My parents come all the way down from Nottingham. Dad fidgets, like he’s ready to throw all his energy into the solution, if only he knew what it was. Mum brushes my hair and cries. I tell them things will be okay, and I try my best to sound positive about it. That’s my one and only duty while I’m stuck here: reassuring other people.
And then there’s Vanessa, wearing that same hippy scarf from the planting. I’m surprised to see her, and then … not surprised. She puts her hand on my arm like we’ve been best friends for years.
‘I got a locksmith to secure the door to your flat,’ she says.
It’s thoughtful of her, but …
‘My keys were inside.’
She dangles them in front of me. ‘I thought of that. If there’s anything you need from home, let me know.’
I’m not sure how happy I am with this, but I guess if she wants to rob the place I won’t be stopping her.
‘How are you feeling?’ she says.
‘Scared. Bored.’
She thinks for a moment. ‘I know …’ She dips into her handbag and comes out with a book. ‘I’ll read to you.’
I’ve never been much of a reader, but given my situation it sounds perfect. Perfect, until we get a few pages in, and I find out that even though I’m near paralysed, Virginia Woolf spends more time gazing at her navel than I do.
I tell Vanessa to stop. ‘Can we have something a bit less … ?’ I manage to stop before I get to the word ‘poncy’, but it’s like she’s heard it anyway. I wonder if I’ve offended her, but she’s back the next day with a bigger selection, although she doesn’t seem to read anything less than a hundred years old. We settle on Great Expectations. I’ve always thought I should read a bit of Dickens, what with him being born in Pompey.
There’s never been the time, though. I’ve lived my life at full tilt. No such thing as too busy, no such thing as too much work. Now I’m forced to drop back into first gear and my view of life is very different.
Words are like food. There are sentences from the doctors and specialists that keep me going like a good meal: ‘You’re past the worst stage.’ ‘Most people make a full recovery.’ ‘It might take years, but it may only be months.’
Vanessa’s words too. She comes every day – every single day – and reads to me. She explains things when I frown. She points things out I might not have noticed. She brings another world into my hospital room.

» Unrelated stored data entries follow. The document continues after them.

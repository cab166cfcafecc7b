//! Unit tests for expand/flatten

#[cfg(test)]
mod tests {
    use crate::mapping::*;
    use crate::model::{IPPoolData, MetadataBlock, SpecBlock};
    use crds::{IPIPMode, IPPool, IPPoolSpec, VXLANMode};
    use proptest::prelude::*;
    use std::collections::BTreeMap;

    #[test]
    fn test_known_modes() {
        assert_eq!(ipip_mode("Always"), IPIPMode::Always);
        assert_eq!(ipip_mode("CrossSubnet"), IPIPMode::CrossSubnet);
        assert_eq!(ipip_mode("Never"), IPIPMode::Never);
        assert_eq!(vxlan_mode("Always"), VXLANMode::Always);
        assert_eq!(vxlan_mode("CrossSubnet"), VXLANMode::CrossSubnet);
        assert_eq!(vxlan_mode("Never"), VXLANMode::Never);
    }

    #[test]
    fn test_unknown_modes_fall_back_to_never() {
        for mode in ["", "always", "ALWAYS", "crosssubnet", "Cross-Subnet", " Always"] {
            assert_eq!(ipip_mode(mode), IPIPMode::Never, "{mode:?}");
            assert_eq!(vxlan_mode(mode), VXLANMode::Never, "{mode:?}");
        }
    }

    proptest! {
        #[test]
        fn prop_unrecognised_mode_is_never(mode in ".*") {
            prop_assume!(!["Always", "CrossSubnet", "Never"].contains(&mode.as_str()));
            prop_assert_eq!(ipip_mode(&mode), IPIPMode::Never);
            prop_assert_eq!(vxlan_mode(&mode), VXLANMode::Never);
        }
    }

    #[test]
    fn test_expand_ip_pool() {
        let data = IPPoolData {
            id: None,
            metadata: MetadataBlock {
                name: "pool-a".to_string(),
                resource_version: "12".to_string(),
                annotations: BTreeMap::from([("owner".to_string(), "net".to_string())]),
            },
            spec: SpecBlock {
                cidr: "10.0.0.0/16".to_string(),
                block_size: 24,
                ipip_mode: "CrossSubnet".to_string(),
                vxlan_mode: "Never".to_string(),
                nat_outgoing: true,
                disabled: true,
                disable_bgp_export: true,
            },
        };

        let pool = expand_ip_pool(&data);

        assert_eq!(pool.metadata.name.as_deref(), Some("pool-a"));
        assert_eq!(pool.metadata.resource_version.as_deref(), Some("12"));
        assert_eq!(pool.metadata.annotations.as_ref().unwrap()["owner"], "net");
        assert_eq!(pool.spec, IPPoolSpec {
            cidr: "10.0.0.0/16".to_string(),
            block_size: 24,
            ipip_mode: IPIPMode::CrossSubnet,
            vxlan_mode: VXLANMode::Never,
            nat_outgoing: true,
            disabled: true,
            disable_bgp_export: true,
        });
    }

    #[test]
    fn test_expand_leaves_empty_fields_unset() {
        let data = IPPoolData {
            spec: SpecBlock {
                cidr: "10.0.0.0/16".to_string(),
                ipip_mode: "bogus".to_string(),
                ..Default::default()
            },
            ..IPPoolData::named("pool-a")
        };

        let pool = expand_ip_pool(&data);

        assert_eq!(pool.metadata.resource_version, None);
        assert_eq!(pool.metadata.annotations, None);
        assert_eq!(pool.spec.ipip_mode, IPIPMode::Never);
    }

    #[test]
    fn test_flatten_overwrites_every_field() {
        let mut pool = IPPool::new(
            "remote",
            IPPoolSpec {
                cidr: "192.168.0.0/16".to_string(),
                block_size: 28,
                vxlan_mode: VXLANMode::Always,
                nat_outgoing: true,
                ..Default::default()
            },
        );
        pool.metadata.resource_version = Some("99".to_string());

        let mut data = IPPoolData {
            id: Some("stale".to_string()),
            metadata: MetadataBlock {
                name: "stale".to_string(),
                resource_version: "1".to_string(),
                annotations: BTreeMap::from([("gone".to_string(), "x".to_string())]),
            },
            spec: SpecBlock {
                cidr: "10.0.0.0/8".to_string(),
                disabled: true,
                ..Default::default()
            },
        };

        flatten_ip_pool(&pool, &mut data);

        assert_eq!(data.id.as_deref(), Some("remote"));
        assert_eq!(data.metadata.name, "remote");
        assert_eq!(data.metadata.resource_version, "99");
        assert!(data.metadata.annotations.is_empty());
        assert_eq!(data.spec, SpecBlock {
            cidr: "192.168.0.0/16".to_string(),
            block_size: 28,
            ipip_mode: "Never".to_string(),
            vxlan_mode: "Always".to_string(),
            nat_outgoing: true,
            disabled: false,
            disable_bgp_export: false,
        });
    }
}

If I … when I recover, I know I’m going to be changed forever. It won’t just be the job any more. I’m going to notice the little things. I’m going to read more. I’m going to be grateful for what I’ve got.

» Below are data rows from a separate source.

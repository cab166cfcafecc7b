//! Planning: decide how proposed configuration is applied to prior state.

use crate::error::ProviderError;
use crate::model::IPPoolData;
use crate::schema::Block;
use serde_json::Value;
use std::fmt;

/// Action needed to converge prior state to the proposed configuration
#[derive(Debug, Clone, Copy, PartialEq, Eq)]
pub enum PlanAction {
    /// Nothing exists yet
    Create,
    /// Mutable attributes changed
    Update,
    /// A ForceNew attribute changed; destroy, then create
    Replace,
    /// Already converged
    NoOp,
}

impl fmt::Display for PlanAction {
    fn fmt(&self, f: &mut fmt::Formatter<'_>) -> fmt::Result {
        f.write_str(match self {
            Self::Create => "create",
            Self::Update => "update",
            Self::Replace => "replace",
            Self::NoOp => "no-op",
        })
    }
}

/// Result of planning one resource
#[derive(Debug, Clone, PartialEq, Eq)]
pub struct Plan {
    pub action: PlanAction,
    /// ForceNew attribute paths that changed, e.g. `spec.0.cidr`
    pub requires_replace: Vec<String>,
    /// Proposed data with computed attributes carried over
    pub planned: IPPoolData,
}

fn to_value(data: &IPPoolData) -> Result<Value, ProviderError> {
    serde_json::to_value(data).map_err(|e| ProviderError::Decode {
        what: "IPPool state".to_string(),
        message: e.to_string(),
    })
}

/// ForceNew attributes whose value differs between `prior` and `proposed`
///
/// A `name` left empty in configuration is computed, not a change.
pub fn force_new_changes(
    schema: &Block,
    prior: &IPPoolData,
    proposed: &IPPoolData,
) -> Result<Vec<String>, ProviderError> {
    let prior_value = to_value(prior)?;
    let proposed_value = to_value(&proposed.clone().with_computed_from(prior))?;

    Ok(schema
        .force_new_paths()
        .into_iter()
        .filter(|(block, name)| prior_value[block][name] != proposed_value[block][name])
        .map(|(block, name)| format!("{block}.0.{name}"))
        .collect())
}

/// Plan the transition from `prior` (if any) to `proposed`
pub fn plan(schema: &Block, prior: Option<&IPPoolData>, proposed: &IPPoolData) -> Result<Plan, ProviderError> {
    let Some(prior) = prior.filter(|p| p.id.is_some()) else {
        // resource_version is assigned by the server on create
        let mut planned = proposed.clone();
        planned.id = None;
        planned.metadata.resource_version.clear();
        return Ok(Plan {
            action: PlanAction::Create,
            requires_replace: Vec::new(),
            planned,
        });
    };

    let requires_replace = force_new_changes(schema, prior, proposed)?;
    if !requires_replace.is_empty() {
        // Computed attributes are reassigned by the new object
        let mut planned = proposed.clone();
        planned.id = None;
        planned.metadata.resource_version.clear();
        if planned.metadata.name.is_empty() {
            planned.metadata.name.clone_from(&prior.metadata.name);
        }
        return Ok(Plan {
            action: PlanAction::Replace,
            requires_replace,
            planned,
        });
    }

    let planned = proposed.clone().with_computed_from(prior);
    let action = if &planned == prior {
        PlanAction::NoOp
    } else {
        PlanAction::Update
    };

    Ok(Plan {
        action,
        requires_replace,
        planned,
    })
}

‘Can I still have one of your pears?’ I ask Vanessa. ‘From the orchard?’
‘Yes, of course, but there won’t be any more until next autumn.’
We had a pear tree in the garden when I was a kid. At this time of year it was just a cluster of dry branches and twigs that clawed like an old man’s fingers. Hard to believe that anything would ever grow on it again.

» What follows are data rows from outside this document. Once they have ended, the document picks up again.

//! `calico_ippool` resource adapter

use super::ResourceLifecycle;
use crate::error::{Diagnostics, ProviderError};
use crate::mapping::{expand_ip_pool, flatten_ip_pool};
use crate::meta::Meta;
use crate::model::IPPoolData;
use crate::plan::force_new_changes;
use crate::schema::{Block, IP_POOL_RESOURCE, ip_pool_schema};
use crate::validation::validate_ip_pool;
use calico_client::CalicoError;
use crds::IPPool;
use std::sync::Arc;
use tracing::{debug, error, info};

/// Manages Calico IPPools through the shared client handle
#[derive(Debug, Clone)]
pub struct IPPoolResource {
    meta: Arc<Meta>,
}

impl IPPoolResource {
    pub fn new(meta: Arc<Meta>) -> Self {
        Self { meta }
    }

    async fn get_ip_pool(&self, name: &str) -> Result<IPPool, CalicoError> {
        debug!("{} get IPPool wait for lock", name);
        let _guard = self.meta.lock().await;
        debug!("{} get IPPool got lock, started", name);

        match self.meta.client().get_ip_pool(name).await {
            Ok(pool) => {
                debug!("{} get IPPool done", name);
                Ok(pool)
            }
            Err(e) => {
                debug!("get IPPool for {} errored: {}", name, e);
                Err(e)
            }
        }
    }
}

#[async_trait::async_trait]
impl ResourceLifecycle for IPPoolResource {
    type Data = IPPoolData;

    fn type_name(&self) -> &'static str {
        IP_POOL_RESOURCE
    }

    fn schema(&self) -> Block {
        ip_pool_schema()
    }

    fn validate(&self, data: &IPPoolData) -> Diagnostics {
        validate_ip_pool(data)
    }

    async fn exists(&self, data: &IPPoolData) -> Result<bool, ProviderError> {
        let name = data.pool_name();
        debug!("[IPPool exists: {}] Start", name);

        // Not found and transport failures come back the same way
        self.get_ip_pool(name).await?;

        debug!("[IPPool exists: {}] Done", name);
        Ok(true)
    }

    async fn read(&self, data: &mut IPPoolData) -> Result<(), ProviderError> {
        let name = data.pool_name().to_string();

        match self.exists(data).await {
            Ok(_) => {}
            Err(e) if e.is_not_found() => {
                info!("IPPool {} not found, removing from state", name);
                data.id = None;
                return Ok(());
            }
            Err(e) => return Err(e),
        }

        debug!("[IPPool read: {}] Started", name);
        let pool = self.get_ip_pool(&name).await?;
        flatten_ip_pool(&pool, data);
        debug!("[IPPool read: {}] Done", name);

        Ok(())
    }

    async fn create(&self, data: &mut IPPoolData) -> Result<(), ProviderError> {
        self.validate(data).into_result()?;

        // Computed; a configured value must not reach the API server
        data.metadata.resource_version.clear();
        let pool = expand_ip_pool(data);
        let name = data.metadata.name.clone();
        info!("Creating IPPool {} ({})", name, pool.spec.cidr);

        let created = self.meta.client().create_ip_pool(&pool).await.map_err(|e| {
            error!("Failed to create IPPool {}: {}", name, e);
            e
        })?;

        data.id = Some(created.metadata.name.unwrap_or(name));
        info!("Created IPPool {}", data.pool_name());
        Ok(())
    }

    async fn update(&self, prior: &IPPoolData, data: &mut IPPoolData) -> Result<(), ProviderError> {
        let requires_replace = force_new_changes(&self.schema(), prior, data)?;
        if !requires_replace.is_empty() {
            return Err(ProviderError::RequiresReplace(requires_replace));
        }
        self.validate(data).into_result()?;

        *data = std::mem::take(data).with_computed_from(prior);
        let pool = expand_ip_pool(data);
        let name = data.metadata.name.clone();
        info!("Updating IPPool {}", name);

        let updated = self.meta.client().update_ip_pool(&pool).await.map_err(|e| {
            error!("Failed to update IPPool {}: {}", name, e);
            e
        })?;

        data.id = Some(updated.metadata.name.unwrap_or(name));
        info!("Updated IPPool {}", data.pool_name());
        Ok(())
    }

    async fn delete(&self, data: &mut IPPoolData) -> Result<(), ProviderError> {
        let name = data.pool_name().to_string();
        info!("Deleting IPPool {}", name);

        self.meta.client().delete_ip_pool(&name).await.map_err(|e| {
            error!("Failed to delete IPPool {}: {}", name, e);
            e
        })?;

        data.id = None;
        info!("Deleted IPPool {}", name);
        Ok(())
    }
}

‘That’s when I’m going to get it. I’m going to come down to the orchard and pick it off the tree myself. And I’ll give you a hand with the planting, or the pruning, or whatever else you need.’
And I think: I’m doing it again. That driven part of me is taking over, making goals, setting deadlines. Of course, I want to get better, but how hard should I push? I don’t know any more.
‘I need to find my balance,’ I say out loud.
I don’t know if she understands exactly what I’m trying to say, but she nods.
At the end of Great Expectations there’s this sentence that gets me: ‘I have been bent and broken, but – I hope – into a better shape.’
And I think, yeah. Yeah, that’ll do.
Inspiration: The way that plants and fruit grow, seemingly from nothing, is miraculous. Nevertheless, we take it for granted. I wanted to show how this might come to have meaning for someone only once their attention was drawn to it.